(Problem statement): The reply should consist of one number, the count of lines below in which the word "await" appears.

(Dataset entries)
###

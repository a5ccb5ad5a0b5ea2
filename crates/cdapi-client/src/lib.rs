//! ConnectedDrive Client Library
//!
//! Typed client for the BMW ConnectedDrive vehicle REST API: session
//! handling, vehicle data endpoints, a throttled status update, and remote
//! services with completion polling.
//!
//! # Example
//!
//! ```rust,no_run
//! use cdapi_client::{ClientConfig, ConnectedDriveClient, VehicleIdentity};
//!
//! #[tokio::main]
//! async fn main() -> anyhow::Result<()> {
//!     let vehicle = VehicleIdentity::for_domain("WBY1Z21000V123456", "www.bmw-connecteddrive.de");
//!     let config = ClientConfig::builder("driver@example.com", "secret", vehicle).build();
//!
//!     // Authenticates once up front
//!     let client = ConnectedDriveClient::connect(config).await?;
//!
//!     // Live status values
//!     let status = client.vehicle_status().await?;
//!     println!("charge level: {:?}", status.get("chargingLevelHv"));
//!
//!     // Lock the doors and wait for the car to confirm
//!     let outcome = client.execute_service("lock").await?;
//!     println!("{}", outcome);
//!
//!     Ok(())
//! }
//! ```
//!
//! # Testing
//!
//! The `testing` module runs an in-process mock of the vendor API:
//!
//! ```rust,ignore
//! use cdapi_client::testing::{MockConnectedDrive, TestServer};
//!
//! let mock = MockConnectedDrive::new();
//! let server = TestServer::start(mock.router()).await?;
//! let client = ConnectedDriveClient::connect(server.client_config(VIN)).await?;
//! ```

mod client;
mod command;
mod config;
mod error;
mod fetch;
mod gate;
mod session;
pub mod testing;

pub use client::{ConnectedDriveClient, UpdateOutcome};
pub use command::{parse_execution_status, CommandExecutor, CommandOutcome, RemoteService, EXECUTED};
pub use config::{
    AuthConfig, ClientConfig, ClientConfigBuilder, Credentials, PollingConfig, TimeoutsConfig,
    VehicleIdentity, DEFAULT_AUTH_URL, VIN_LENGTH,
};
pub use error::{CdApiError, Result};
pub use fetch::{
    local_utc_offset_minutes, select_field, ResourceFetcher, ResourceKind, ATTRIBUTES_MAP, DEALER,
    VEHICLE_MESSAGES,
};
pub use gate::UpdateGate;
pub use session::{parse_token_location, Session, SessionManager, TokenGrant};

/// User agent sent with every request
pub const USER_AGENT: &str =
    "Mozilla/5.0 (Windows NT 10.0; Win64; x64; rv:57.0) Gecko/20100101 Firefox/57.0";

###

(Task output): 5